Digging down deep, she searched her meager reservoir for a bit more patience as Freddy looked around at the abandoned warehouse. Gaia had worked so hard yesterday to stop Logan Steele from becoming interested in this project and she’d failed miserably! Now Freddy was looking around and Gaia had to bite her tongue to keep from snapping at him for showing his boss her sketches without her permission.

His eyes took in the exposed, steel beams, the broken concrete stairs and pillars, as well as the bricks that needed mortar or had already fallen to the floor. The warehouse was a mess, but there was no denying that the place had once been beautiful.

He looked up and down, left and right, then slowly nodded his head. “Yeah, this one looks good! And your sketches that I showed to Tommy make this whole place look a lot more interesting.” he replied, looking up at the huge windows and metal rafters. He was completely oblivious to his sister’s anger and frustration. “What kind of factory used to be in here?”

Gaia hid her impatience by taking a sip from her thermos. She was still flustered from yesterday’s adventure with Logan, remembering how he’d touched her, the gentle but firm slide of his hand against her back or her arm.

Just the memories of that man’s touch caused her to shiver with awareness and she’d actually had trouble sleeping last night, thinking about what it would have been like if he’d…Gaia took another long swallow of the liquid in her thermos, trying to banish those memories.

Thankfully, the liquid in her thermos only looked like coffee to everyone else and the contents soothed her temper, calming down her anger as the sweet coffee always did. It was actually hot chocolate mixed with coffee, her decadent secret that not even Freddy knew about. The coffee in this town just seemed bitter than anything she’d ever tried. No idea why. The chocolate took the edge off so she could get her caffeine fix without choking.
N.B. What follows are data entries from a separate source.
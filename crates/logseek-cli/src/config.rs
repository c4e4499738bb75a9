//! One-shot config file support.
//!
//! `--config <path>` points at a JSON file that overrides the stored
//! profile for a single invocation. Lines may carry `#` comments; a `#`
//! inside an open double-quoted string is literal.

use std::fs;
use std::path::Path;

use anyhow::{Context, Result};
use serde::Deserialize;

/// Per-invocation overrides.
#[derive(Debug, Clone, Default, Deserialize)]
pub struct ConfigOverride {
    #[serde(default)]
    pub ak: Option<String>,
    #[serde(default)]
    pub sk: Option<String>,
    #[serde(default)]
    pub repo: Option<String>,
    #[serde(default)]
    pub endpoint: Option<String>,
}

/// Load a config file, stripping `#` comments before parsing.
pub fn load(path: &Path) -> Result<ConfigOverride> {
    let raw = fs::read_to_string(path)
        .with_context(|| format!("Failed to read config file {}", path.display()))?;
    let stripped = strip_comments(&raw);
    serde_json::from_str(&stripped)
        .with_context(|| format!("Invalid config file {}", path.display()))
}

/// Remove `#` comments outside of double-quoted strings.
///
/// Quote parity is tracked per line; a backslash makes the following
/// character literal wherever it appears.
fn strip_comments(raw: &str) -> String {
    let mut out = String::with_capacity(raw.len());
    for line in raw.lines() {
        out.push_str(strip_line(line));
        out.push('\n');
    }
    out
}

fn strip_line(line: &str) -> &str {
    let mut in_quotes = false;
    let mut chars = line.char_indices();
    while let Some((i, c)) = chars.next() {
        match c {
            '\\' => {
                chars.next();
            }
            '"' => in_quotes = !in_quotes,
            '#' if !in_quotes => return &line[..i],
            _ => {}
        }
    }
    line
}
//! Per-invocation command context.
//!
//! Everything a command needs is assembled here once: the profile book,
//! the resolved current account, and the HTTP store. No global state.

use std::path::Path;

use anyhow::{Context, Result, bail};

use logseek_core::types::ServiceUrl;
use logseek_core::{Credentials, LogStore, RepoDescriptor};
use logseek_http::HttpStore;

use crate::config::{self, ConfigOverride};
use crate::profile::{
    DEFAULT_ENDPOINT, DEFAULT_RANGE_MINUTES, Profile, ProfileBook, RepoCache, storage,
};

pub struct CommandContext {
    pub book: ProfileBook,
    overrides: ConfigOverride,
}

impl CommandContext {
    /// Load the profile book and any `--config` overrides.
    pub fn load(config_path: Option<&Path>) -> Result<Self> {
        let book = storage::load()?;
        let overrides = match config_path {
            Some(path) => config::load(path)?,
            None => ConfigOverride::default(),
        };
        Ok(Self { book, overrides })
    }

    /// Resolve the account commands act on, with overrides applied.
    pub fn profile(&self) -> Result<Profile> {
        let account = self.book.current_account();

        let access_key = self
            .overrides
            .ak
            .clone()
            .or_else(|| account.map(|a| a.access_key.clone()))
            .unwrap_or_default();
        let secret_key = self
            .overrides
            .sk
            .clone()
            .or_else(|| account.map(|a| a.secret_key.clone()))
            .unwrap_or_default();

        if access_key.is_empty() || secret_key.is_empty() {
            bail!("No account configured. Run 'logseek login <ak> <sk>' first.");
        }

        let endpoint = self
            .overrides
            .endpoint
            .clone()
            .or_else(|| account.map(|a| a.endpoint.clone()).filter(|e| !e.is_empty()))
            .unwrap_or_else(|| DEFAULT_ENDPOINT.to_string());
        let endpoint = ServiceUrl::new(&endpoint).context("Invalid endpoint URL")?;

        let repo = self
            .overrides
            .repo
            .clone()
            .or_else(|| account.map(|a| a.repo.clone()))
            .unwrap_or_default();

        let range = account.map(|a| a.range).unwrap_or(0);
        let range_minutes = if range < 1 { DEFAULT_RANGE_MINUTES } else { range };

        let cache = account.and_then(|a| a.repos.get(&repo)).cloned();

        Ok(Profile {
            alias: self.book.current.clone(),
            credentials: Credentials::new(access_key, secret_key),
            endpoint,
            repo,
            range_minutes,
            cache,
        })
    }

    /// Build an HTTP store for the resolved profile.
    pub fn store(&self, profile: &Profile) -> Result<HttpStore> {
        HttpStore::new(profile.endpoint.clone(), profile.credentials.clone())
            .context("Failed to build HTTP client")
    }

    /// The descriptor for the profile's selected repository.
    ///
    /// Served from the profile cache unless `refresh` is set; a fetch
    /// updates the cache in memory (persisted by [`Self::save`]).
    pub async fn descriptor(
        &mut self,
        profile: &Profile,
        store: &HttpStore,
        refresh: bool,
    ) -> Result<RepoDescriptor> {
        let Some(name) = profile.repo_name() else {
            bail!("No repository selected. Run 'logseek repo <name>' first.");
        };

        if !refresh {
            if let Some(cache) = &profile.cache {
                return Ok(cache.repo.clone());
            }
        }

        let descriptor = store
            .get_repo(name)
            .await
            .with_context(|| format!("Failed to describe repository '{}'", name))?;

        if let Some(account) = self.book.current_account_mut() {
            account
                .repos
                .entry(name.to_string())
                .and_modify(|c| c.repo = descriptor.clone())
                .or_insert_with(|| RepoCache {
                    repo: descriptor.clone(),
                    sample: None,
                });
        }

        Ok(descriptor)
    }

    /// Persist the book, warning instead of failing.
    pub fn save(&self) {
        storage::save_best_effort(&self.book);
    }
}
With the rich coffee soothing her frazzled nerves, she tried not to sound impatient with her brother. “I have no idea what kinds of products were created here, Freddy.” She turned to look up at her brother, seeing the strain around his eyes that didn’t used to be there. If he would only dedicate himself to his current job! He was a good worker when he put his mind to the effort. He wouldn’t be living paycheck to paycheck, trying to find odd jobs just to pay his rent if he could just keep this job with Steele Industries. Unfortunately, he never kept a job for longer than a few months and she suspected that his job with Tommy was going to head in the same direction. Freddy was just so…obsessed! She didn’t understand this anger towards the Steele brothers, but he was the only family she had left.

Besides, she felt as if it were her responsibility to keep him under control. She couldn’t alienate him for fear that he would just go off the deep end and not talk to her. “Does it matter? I thought your idea was more future related than historically relevant.”

Freddy heard the suppressed irritation in his sister’s voice and turned, eyes narrowed. “This isn’t for me, Gaia. This is for Dad. It’s to get back his dignity.”

Gaia sighed, rubbing her forehead, still trying to find that elusive patience. Unfortunately, she was tired from a lack of sleep last night, fed up with Freddy’s plots of revenge, and was going to be late for work if she didn’t hurry. “Freddy, Dad died years ago. His dignity will not be avenged by this plan.” She looked into his eyes, so similar to her amber ones. “Freddy, why do you need to do this? Dad won’t know anything about it. No one will understand why you’ve done this and you aren’t even sure that it will accomplish your desired results.”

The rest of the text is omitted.